## Saved data entries
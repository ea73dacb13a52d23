//! CallTurn HTTP Server
//!
//! Main entry point for the voice webhook server.

use std::{sync::Arc, time::Duration};

use anyhow::Context;
use application::{ClipStorePort, TurnController};
use infrastructure::{
    AppConfig, InMemoryClipStore, LlmResponseGenerator, LoggingConfig, MokaSessionStore,
    TtsSpeechSynthesizer, init_logging,
};
use presentation_http::{
    error::set_expose_internal_errors,
    routes,
    shutdown::{drain, shutdown_signal},
    state::AppState,
};
use tokio::{net::TcpListener, sync::Notify};
use tower_http::{limit::RequestBodyLimitLayer, trace::TraceLayer};
use tracing::{info, warn};

#[tokio::main]
async fn main() -> anyhow::Result<()> {
    // A missing .env file is fine
    let _ = dotenvy::dotenv();

    let config = AppConfig::load().context("failed to load configuration")?;
    init_logging(&LoggingConfig::from(&config.server))?;

    info!(
        version = env!("CARGO_PKG_VERSION"),
        environment = %config.environment,
        "CallTurn starting"
    );

    config.validate()?;
    set_expose_internal_errors(!config.is_production());

    if config.telephony.uses_dev_secret() {
        warn!("Webhook secret is the development default, set CALLTURN_TELEPHONY__WEBHOOK_SECRET");
    }

    let generator = LlmResponseGenerator::from_config(config.inference.clone())?;
    let synthesizer = TtsSpeechSynthesizer::from_config(config.speech.clone())?;
    let clips: Arc<dyn ClipStorePort> = Arc::new(InMemoryClipStore::from_config(&config.clips));
    let sessions = Arc::new(MokaSessionStore::from_config(&config.conversation));

    info!(
        model = %config.inference.default_model,
        speech_enabled = synthesizer.is_enabled(),
        max_turns = config.conversation.max_turns,
        public_base_url = %config.telephony.base_url(),
        "Configuration loaded"
    );

    let controller = TurnController::with_config(
        Arc::new(generator),
        Arc::new(synthesizer),
        Arc::clone(&clips),
        sessions,
        config.conversation.controller_config(),
    );
    let state = AppState::new(controller, clips, config.telephony.clone());

    let app = routes::create_router(state)
        .layer(RequestBodyLimitLayer::new(config.server.max_body_bytes))
        .layer(TraceLayer::new_for_http());

    let addr = config.server.bind_address();
    let listener = TcpListener::bind(&addr)
        .await
        .with_context(|| format!("failed to bind {addr}"))?;

    info!("Server listening on http://{addr}");

    let signalled = Arc::new(Notify::new());
    let trigger = Arc::clone(&signalled);
    let server = axum::serve(listener, app)
        .with_graceful_shutdown(async move {
            shutdown_signal().await;
            trigger.notify_one();
        })
        .into_future();

    let shutdown_timeout = Duration::from_secs(config.server.shutdown_timeout_secs);
    if drain(server, signalled, shutdown_timeout).await? {
        info!("Server shutdown complete");
    } else {
        warn!(
            timeout = ?shutdown_timeout,
            "Connections still open at the shutdown deadline, exiting"
        );
    }

    Ok(())
}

## WHAT THE TASK ASKS
Lines in the data that hold "TtsSpeechSynthesizer" must be located and copied.

## EXPECTED OUTPUT
    TtsSpeechSynthesizer, init_logging,
    let synthesizer = TtsSpeechSynthesizer::from_config(config.speech.clone())?;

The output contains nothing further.